As a prequel to the Let’s Test conference in May, I interviewed some of the European context-driven testers. Today we have Oliver Vilson a context-driven tester from Estonia.
Markus Gärtner: Hi Oliver, could you please introduce yourself? Who are you? What do you do for work?
Oliver Vilson: Hi Markus. Of course I can introduce myself. I’m an Estonian tester, team lead and learning coach (or coaching learner). For work I test as much as I can, lead a small context-driven testing team, coach my team and teach different people as much as I know. Besides more casual things I’m currently working on building up a local community of context-driven testers through tester meetups, peer conferences & Testers Tower. I am talking about testing to as many people as are willing to listen to me and discuss with me.
Markus Gärtner: You are setting up a testing community in Estonia. What you do to grow that community, and what has been the state of the art for software testing in Estonia until when you started? How does it look like today?
Oliver Vilson: Since a community is formed by more than one person, I can’t take full credit for being the one setting it up. It was still a team effort. I see myself more as a catalyst connecting people with ideas and giving the additional positive push required to start the motion.
Even though currently there is also an official board of testing in Estonia, we are trying to form a community of people with whom to argue, discuss, and challenge each other and share experiences in more informal ways. We (at least try to) grow the community through various events – we have just started our monthly meet-ups, hold 3-4 Test Camps per year (similar events to weekend testing, but we spend a full day of testing real applications with pizza & coke), peer conferences known as PESTs and just casual meetings whenever someone needs a little help, wants to discuss some idea they had or just share war-stories behind beer or two.
Before we initiated this community I didn’t sense much of collaboration and communication between testers. Testers were viewed as programmers who couldn’t write code, weren’t experienced enough to do analysis or project management and thus sadly the attitude was carried over to testers as well. Being a tester wasn’t something to be proud of and thus testers used to keep to themselves. Testers of one company hardly collaborated even amongst themselves. Even though the local official board of testers tried to bring them together, I sensed it wasn’t enough due for various reasons.
Now I feel that things are changing. Being a tester doesn’t mean that you are a failed developer. It means you provide different kinds of value to your projects. At least some companies have started to take testers as a profession seriously and I see the attitude is increasing. I also feel that the community is almost getting a life of its own.
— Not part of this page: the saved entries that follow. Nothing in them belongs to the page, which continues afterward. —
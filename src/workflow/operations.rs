//! Sequential side effects with per-step status.
//!
//! A step returning `Ok(success: false)` is a warning and the queue moves on.
//! A step returning `Err` is an error and nothing after it runs.

use anyhow::Result;
use std::path::{Path, PathBuf};
use tracing::{info, warn};

use crate::config::EnvAction;
use crate::host::editor::EDITOR_ENV;
use crate::services::Services;

use super::context::WorkflowContext;
use super::existing::remove_with_fallback;
use super::types::ConflictTarget;

#[derive(Debug, thiserror::Error)]
pub enum OperationError {
    #[error("Failed to create worktree: {0}")]
    CreateFailed(String),
    #[error("Failed to remove {}: {reason}", path.display())]
    RemoveFailed { path: PathBuf, reason: String },
}

#[derive(Debug, Clone, PartialEq, Eq)]
pub struct OperationOutcome {
    pub success: bool,
    pub message: Option<String>,
}

impl OperationOutcome {
    pub fn ok(message: impl Into<String>) -> Self {
        Self {
            success: true,
            message: Some(message.into()),
        }
    }

    pub fn warning(message: impl Into<String>) -> Self {
        Self {
            success: false,
            message: Some(message.into()),
        }
    }
}

#[derive(Debug, Clone, Copy, PartialEq, Eq)]
pub enum OperationId {
    RemoveExisting,
    Fetch,
    Create,
    EnvFiles,
    GeneratedFiles,
    Install,
    Editor,
    Terminal,
    Delete,
    Open,
}

type RunFn<'a> = Box<dyn FnOnce() -> Result<OperationOutcome> + 'a>;

pub struct Operation<'a> {
    pub id: OperationId,
    pub label: String,
    run: RunFn<'a>,
}

impl<'a> Operation<'a> {
    pub fn new(
        id: OperationId,
        label: impl Into<String>,
        run: impl FnOnce() -> Result<OperationOutcome> + 'a,
    ) -> Self {
        Self {
            id,
            label: label.into(),
            run: Box::new(run),
        }
    }
}

#[derive(Debug, Clone, Copy, PartialEq, Eq)]
pub enum OperationStatus {
    Pending,
    Running,
    Success,
    Warning,
    Error,
}

#[derive(Debug, Clone, PartialEq, Eq)]
pub struct OperationState {
    pub id: OperationId,
    pub label: String,
    pub status: OperationStatus,
    pub message: Option<String>,
}

/// Live view of a run, e.g. spinners.
pub trait RunObserver {
    fn on_start(&mut self, state: &OperationState);
    fn on_finish(&mut self, state: &OperationState);
}

#[derive(Debug, Clone, PartialEq, Eq)]
pub struct RunSummary {
    /// Every step succeeded. Vacuously true for an empty queue.
    pub success: bool,
    /// A step errored and the rest of the queue was skipped.
    pub aborted: bool,
    /// Message of the last step that reported one.
    pub message: Option<String>,
    pub states: Vec<OperationState>,
}

pub fn run(operations: Vec<Operation<'_>>, observer: &mut dyn RunObserver) -> RunSummary {
    let mut states: Vec<OperationState> = operations
        .iter()
        .map(|op| OperationState {
            id: op.id,
            label: op.label.clone(),
            status: OperationStatus::Pending,
            message: None,
        })
        .collect();

    let mut success = true;
    let mut aborted = false;
    let mut last_message = None;

    for (state, op) in states.iter_mut().zip(operations) {
        state.status = OperationStatus::Running;
        observer.on_start(state);
        info!(id = ?op.id, label = %op.label, "operations:step");

        match (op.run)() {
            Ok(outcome) => {
                if outcome.success {
                    state.status = OperationStatus::Success;
                } else {
                    state.status = OperationStatus::Warning;
                    success = false;
                    warn!(id = ?op.id, message = ?outcome.message, "operations:warning");
                }
                state.message = outcome.message;
                if state.message.is_some() {
                    last_message = state.message.clone();
                }
                observer.on_finish(state);
            }
            Err(e) => {
                let message = format!("{:#}", e);
                warn!(id = ?op.id, error = %message, "operations:error");
                state.status = OperationStatus::Error;
                state.message = Some(message.clone());
                last_message = Some(message);
                success = false;
                aborted = true;
                observer.on_finish(state);
                break;
            }
        }
    }

    info!(success, aborted, "operations:finished");
    RunSummary {
        success,
        aborted,
        message: last_message,
        states,
    }
}

// ── Queues ───────────────────────────────────────────────────────

/// Steps for a new worktree, in their fixed order.
pub fn create_queue<'a>(services: &'a Services, ctx: &'a WorkflowContext) -> Vec<Operation<'a>> {
    let mut ops = Vec::new();
    let path = ctx.worktree_path.as_path();

    if ctx.is_replacing()
        && let Some(target) = &ctx.replace_target
    {
        ops.push(Operation::new(
            OperationId::RemoveExisting,
            "Removing existing worktree",
            move || {
                remove_with_fallback(services, target)?;
                Ok(OperationOutcome::ok("Removed"))
            },
        ));
    }

    ops.push(Operation::new(OperationId::Fetch, "Fetching from origin", move || {
        let result = services.git.fetch();
        if !result.success {
            warn!(error = ?result.error, "operations:fetch skipped");
        }
        Ok(OperationOutcome::ok(if result.success { "Done" } else { "Skipped" }))
    }));

    ops.push(Operation::new(OperationId::Create, "Creating worktree", move || {
        let result = services.git.create_worktree(
            path,
            &ctx.branch_name,
            ctx.create_new_branch,
            ctx.base_branch.as_deref(),
        );
        if result.success {
            Ok(OperationOutcome::ok("Created"))
        } else {
            let reason = result.error.unwrap_or_else(|| "unknown git error".to_string());
            Err(OperationError::CreateFailed(reason).into())
        }
    }));

    if ctx.env_action != EnvAction::Nothing && !ctx.env_files.is_empty() {
        let label = match ctx.env_action {
            EnvAction::Symlink => "Symlinking env files",
            _ => "Copying env files",
        };
        ops.push(Operation::new(OperationId::EnvFiles, label, move || {
            let main = ctx.main_repo_path.as_path();
            let result = match ctx.env_action {
                EnvAction::Symlink => services.files.symlink_env_files(main, path, &ctx.env_files),
                EnvAction::Copy => services.files.copy_env_files(main, path, &ctx.env_files),
                EnvAction::Nothing => Ok(()),
            };
            Ok(soft(result, "Done"))
        }));
    }

    if !ctx.generated_files.is_empty() {
        ops.push(Operation::new(
            OperationId::GeneratedFiles,
            "Copying generated files",
            move || {
                let result = services.files.copy_generated_files(
                    &ctx.main_repo_path,
                    path,
                    &ctx.generated_files,
                );
                Ok(soft(result, "Done"))
            },
        ));
    }

    if ctx.install_deps
        && let Some(structure) = ctx.structure.as_ref().filter(|s| s.has_projects())
    {
        ops.push(Operation::new(
            OperationId::Install,
            "Installing dependencies",
            move || {
                let outcome = services.host.install_dependencies(path, structure);
                Ok(OperationOutcome {
                    success: outcome.succeeded(),
                    message: Some(outcome.summary()),
                })
            },
        ));
    }

    if ctx.open_editor {
        ops.push(Operation::new(OperationId::Editor, "Opening in editor", move || {
            Ok(open_editor(services, ctx.capabilities.editor.as_deref(), path))
        }));
    }

    if ctx.open_terminal {
        ops.push(Operation::new(OperationId::Terminal, "Opening terminal", move || {
            let title = ctx.terminal_title();
            let result = services
                .host
                .open_in_terminal(ctx.capabilities.terminal, path, &title);
            Ok(soft(result, "Opened"))
        }));
    }

    ops
}

pub fn delete_queue<'a>(services: &'a Services, target: &'a ConflictTarget) -> Vec<Operation<'a>> {
    vec![Operation::new(OperationId::Delete, "Removing worktree", move || {
        remove_with_fallback(services, target)?;
        Ok(OperationOutcome::ok("Worktree removed"))
    })]
}

pub fn open_queue<'a>(
    services: &'a Services,
    path: &'a Path,
    editor: Option<String>,
) -> Vec<Operation<'a>> {
    vec![Operation::new(OperationId::Open, "Opening in editor", move || {
        Ok(open_editor(services, editor.as_deref(), path))
    })]
}

fn soft(result: Result<()>, done: &str) -> OperationOutcome {
    match result {
        Ok(()) => OperationOutcome::ok(done),
        Err(e) => OperationOutcome::warning(format!("{:#}", e)),
    }
}

/// Without an editor the folder opens in the file explorer, reported as a
/// warning so the user learns how to pick one.
fn open_editor(services: &Services, editor: Option<&str>, path: &Path) -> OperationOutcome {
    match editor {
        Some(editor) => match services.host.open_in_editor(editor, path) {
            Ok(()) => OperationOutcome::ok(format!("Opened in {}", editor)),
            Err(e) => OperationOutcome::warning(format!("Could not open {}: {:#}", editor, e)),
        },
        None => {
            let hint = format!("No editor found. Set {} to choose one", EDITOR_ENV);
            match services.host.open_in_file_explorer(path) {
                Ok(()) => OperationOutcome::warning(format!("{} (opened the folder instead)", hint)),
                Err(e) => {
                    warn!(error = %e, "operations:file explorer failed");
                    OperationOutcome::warning(hint)
                }
            }
        }
    }
}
People are showing initiative instead of hoping to be dragged around and pointed on what to do. Another local CDT community speaker launched his first episode of a live broadcast series called Testers Tower live which I think has great potential. I even feel that I don’t have to be so engaged anymore as I was 2 years ago when the current core members of the community first met. I just need to nudge the progress regularly to avoid too large gaps between events. Some companies have even started forming their own inner communities of testers which is great.
Markus Gärtner: How have you crossed the path of context-driven testing?
Oliver Vilson: I think my paths started to cross before I actually understood it. I was assigned to test a loan management solution built upon the MS CRM 3.0 platform and I started having questions like why should I write test cases for every single validation that is done by the platform itself. Shouldn’t it be enough to verify that the platform validates the input correctly once (or twice) and then spend more time on more important areas. Why-why-why were my main questions even though at the beginning I wasn’t willing to speak these out loud much due to being a rookie in the industry. I wanted to understand why programmers shouldn’t test their own code, why project managers find it hard to understand testing, why some things work on some projects and fail on others and so on. However the breaking point of my (at least partial) understanding came after meeting Michael Bolton in 2008. After those long talks I started understanding more about different why’s and how’s and wanting to learn more.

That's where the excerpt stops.